Records from a data source
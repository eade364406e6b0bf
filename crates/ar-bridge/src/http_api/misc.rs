use std::sync::Arc;

use axum::{extract::State, Json};

use ar_integrations::cc_usage::CcUsage;

use super::state::ApiState;
use super::types::StatusResponse;

/// GET /api/status — daemon liveness, uptime, and active build count.
pub(crate) async fn get_status(State(state): State<Arc<ApiState>>) -> Json<StatusResponse> {
    Json(StatusResponse {
        status: "ok",
        version: env!("CARGO_PKG_VERSION"),
        uptime_seconds: state.uptime_seconds(),
        active_builds: state.active_builds(),
        usage_limited_until: state.usage.limited_until(),
    })
}

/// GET /api/cc-usage — AI provider usage, `{available: false}` without a
/// provider.
pub(crate) async fn get_cc_usage(State(state): State<Arc<ApiState>>) -> Json<CcUsage> {
    Json(state.cc_usage().await)
}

_Task requirements:_ Your answer must be one number: how many lines of the entries hold the string "CcUsage".

_Result of this exercise:_ 2